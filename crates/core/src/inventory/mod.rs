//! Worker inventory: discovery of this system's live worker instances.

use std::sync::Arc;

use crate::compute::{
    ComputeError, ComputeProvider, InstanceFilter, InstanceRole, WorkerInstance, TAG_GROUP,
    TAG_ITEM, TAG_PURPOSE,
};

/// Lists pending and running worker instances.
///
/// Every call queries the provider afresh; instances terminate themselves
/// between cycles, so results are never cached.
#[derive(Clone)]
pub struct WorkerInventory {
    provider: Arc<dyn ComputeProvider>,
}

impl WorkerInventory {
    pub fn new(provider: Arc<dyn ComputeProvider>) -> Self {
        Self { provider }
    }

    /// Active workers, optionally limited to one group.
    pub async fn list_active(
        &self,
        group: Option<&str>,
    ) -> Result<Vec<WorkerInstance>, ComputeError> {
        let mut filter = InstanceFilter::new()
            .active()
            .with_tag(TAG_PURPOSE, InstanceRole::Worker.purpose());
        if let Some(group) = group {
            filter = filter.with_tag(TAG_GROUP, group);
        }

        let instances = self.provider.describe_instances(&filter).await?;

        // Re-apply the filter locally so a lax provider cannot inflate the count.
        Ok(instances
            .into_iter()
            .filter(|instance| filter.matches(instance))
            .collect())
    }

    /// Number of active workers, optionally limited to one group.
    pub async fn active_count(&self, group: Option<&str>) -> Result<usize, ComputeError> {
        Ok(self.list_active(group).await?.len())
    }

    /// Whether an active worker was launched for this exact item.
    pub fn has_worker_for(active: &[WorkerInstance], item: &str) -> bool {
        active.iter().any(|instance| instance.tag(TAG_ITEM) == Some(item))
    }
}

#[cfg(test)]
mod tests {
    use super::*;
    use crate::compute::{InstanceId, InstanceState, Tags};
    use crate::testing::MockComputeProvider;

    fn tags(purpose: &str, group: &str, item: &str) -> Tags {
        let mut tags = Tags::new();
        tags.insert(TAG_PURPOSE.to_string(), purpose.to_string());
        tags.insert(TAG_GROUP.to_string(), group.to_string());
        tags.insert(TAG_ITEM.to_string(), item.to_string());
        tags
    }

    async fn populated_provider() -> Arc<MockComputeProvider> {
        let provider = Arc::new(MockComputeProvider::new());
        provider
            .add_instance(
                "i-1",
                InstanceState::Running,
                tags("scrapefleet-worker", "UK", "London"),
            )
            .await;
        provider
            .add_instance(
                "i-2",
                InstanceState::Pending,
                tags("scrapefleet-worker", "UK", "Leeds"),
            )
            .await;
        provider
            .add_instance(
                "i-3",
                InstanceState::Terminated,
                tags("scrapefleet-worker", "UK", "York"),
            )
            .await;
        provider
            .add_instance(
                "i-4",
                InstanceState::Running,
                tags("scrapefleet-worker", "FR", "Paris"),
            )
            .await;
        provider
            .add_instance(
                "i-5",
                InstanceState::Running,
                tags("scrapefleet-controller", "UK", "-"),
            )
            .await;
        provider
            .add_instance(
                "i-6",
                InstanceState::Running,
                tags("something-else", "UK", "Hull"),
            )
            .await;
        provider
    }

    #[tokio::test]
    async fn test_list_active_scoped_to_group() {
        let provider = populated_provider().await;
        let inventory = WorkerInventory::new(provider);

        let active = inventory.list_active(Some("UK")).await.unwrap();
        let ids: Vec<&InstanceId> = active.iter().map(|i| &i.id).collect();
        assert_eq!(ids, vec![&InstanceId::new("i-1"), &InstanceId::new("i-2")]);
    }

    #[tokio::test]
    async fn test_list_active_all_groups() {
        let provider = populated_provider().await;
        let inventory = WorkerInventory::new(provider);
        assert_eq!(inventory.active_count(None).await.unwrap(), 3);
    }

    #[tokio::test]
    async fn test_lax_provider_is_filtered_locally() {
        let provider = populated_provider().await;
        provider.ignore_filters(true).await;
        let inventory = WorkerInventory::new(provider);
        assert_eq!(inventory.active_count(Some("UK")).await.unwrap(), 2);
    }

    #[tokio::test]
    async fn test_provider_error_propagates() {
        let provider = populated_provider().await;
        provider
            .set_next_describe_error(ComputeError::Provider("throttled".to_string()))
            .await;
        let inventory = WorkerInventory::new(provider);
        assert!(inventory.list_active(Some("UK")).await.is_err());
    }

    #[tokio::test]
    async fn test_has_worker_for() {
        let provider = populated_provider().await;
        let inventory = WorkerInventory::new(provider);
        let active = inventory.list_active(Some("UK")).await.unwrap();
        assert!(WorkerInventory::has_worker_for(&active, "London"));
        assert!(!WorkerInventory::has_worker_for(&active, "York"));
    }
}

| Exercise prompt |
Each entry shown above should be transcribed exactly as written.

| Response area |
filename crates/core/src/inventory/mod.rs
//! Worker inventory: discovery of this system's live worker instances.

use std::sync::Arc;

use crate::compute::{
    ComputeError, ComputeProvider, InstanceFilter, InstanceRole, WorkerInstance, TAG_GROUP,
    TAG_ITEM, TAG_PURPOSE,
};

/// Lists pending and running worker instances.
///
/// Every call queries the provider afresh; instances terminate themselves
/// between cycles, so results are never cached.
#[derive(Clone)]
pub struct WorkerInventory {
    provider: Arc<dyn ComputeProvider>,
}

impl WorkerInventory {
    pub fn new(provider: Arc<dyn ComputeProvider>) -> Self {
        Self { provider }
    }

    /// Active workers, optionally limited to one group.
    pub async fn list_active(
        &self,
        group: Option<&str>,
    ) -> Result<Vec<WorkerInstance>, ComputeError> {
        let mut filter = InstanceFilter::new()
            .active()
            .with_tag(TAG_PURPOSE, InstanceRole::Worker.purpose());
        if let Some(group) = group {
            filter = filter.with_tag(TAG_GROUP, group);
        }

        let instances = self.provider.describe_instances(&filter).await?;

        // Re-apply the filter locally so a lax provider cannot inflate the count.
        Ok(instances
            .into_iter()
            .filter(|instance| filter.matches(instance))
            .collect())
    }

    /// Number of active workers, optionally limited to one group.
    pub async fn active_count(&self, group: Option<&str>) -> Result<usize, ComputeError> {
        Ok(self.list_active(group).await?.len())
    }

    /// Whether an active worker was launched for this exact item.
    pub fn has_worker_for(active: &[WorkerInstance], item: &str) -> bool {
        active.iter().any(|instance| instance.tag(TAG_ITEM) == Some(item))
    }
}

#[cfg(test)]
mod tests {
    use super::*;
    use crate::compute::{InstanceId, InstanceState, Tags};
    use crate::testing::MockComputeProvider;

    fn tags(purpose: &str, group: &str, item: &str) -> Tags {
        let mut tags = Tags::new();
        tags.insert(TAG_PURPOSE.to_string(), purpose.to_string());
        tags.insert(TAG_GROUP.to_string(), group.to_string());
        tags.insert(TAG_ITEM.to_string(), item.to_string());
        tags
    }

    async fn populated_provider() -> Arc<MockComputeProvider> {
        let provider = Arc::new(MockComputeProvider::new());
        provider
            .add_instance(
                "i-1",
                InstanceState::Running,
                tags("scrapefleet-worker", "UK", "London"),
            )
            .await;
        provider
            .add_instance(
                "i-2",
                InstanceState::Pending,
                tags("scrapefleet-worker", "UK", "Leeds"),
            )
            .await;
        provider
            .add_instance(
                "i-3",
                InstanceState::Terminated,
                tags("scrapefleet-worker", "UK", "York"),
            )
            .await;
        provider
            .add_instance(
                "i-4",
                InstanceState::Running,
                tags("scrapefleet-worker", "FR", "Paris"),
            )
            .await;
        provider
            .add_instance(
                "i-5",
                InstanceState::Running,
                tags("scrapefleet-controller", "UK", "-"),
            )
            .await;
        provider
            .add_instance(
                "i-6",
                InstanceState::Running,
                tags("something-else", "UK", "Hull"),
            )
            .await;
        provider
    }

    #[tokio::test]
    async fn test_list_active_scoped_to_group() {
        let provider = populated_provider().await;
        let inventory = WorkerInventory::new(provider);

        let active = inventory.list_active(Some("UK")).await.unwrap();
        let ids: Vec<&InstanceId> = active.iter().map(|i| &i.id).collect();
        assert_eq!(ids, vec![&InstanceId::new("i-1"), &InstanceId::new("i-2")]);
    }

    #[tokio::test]
    async fn test_list_active_all_groups() {
        let provider = populated_provider().await;
        let inventory = WorkerInventory::new(provider);
        assert_eq!(inventory.active_count(None).await.unwrap(), 3);
    }

    #[tokio::test]
    async fn test_lax_provider_is_filtered_locally() {
        let provider = populated_provider().await;
        provider.ignore_filters(true).await;
        let inventory = WorkerInventory::new(provider);
        assert_eq!(inventory.active_count(Some("UK")).await.unwrap(), 2);
    }

    #[tokio::test]
    async fn test_provider_error_propagates() {
        let provider = populated_provider().await;
        provider
            .set_next_describe_error(ComputeError::Provider("throttled".to_string()))
            .await;
        let inventory = WorkerInventory::new(provider);
        assert!(inventory.list_active(Some("UK")).await.is_err());
    }

    #[tokio::test]
    async fn test_has_worker_for() {
        let provider = populated_provider().await;
        let inventory = WorkerInventory::new(provider);
        let active = inventory.list_active(Some("UK")).await.unwrap();
        assert!(WorkerInventory::has_worker_for(&active, "London"));
        assert!(!WorkerInventory::has_worker_for(&active, "York"));
    }
}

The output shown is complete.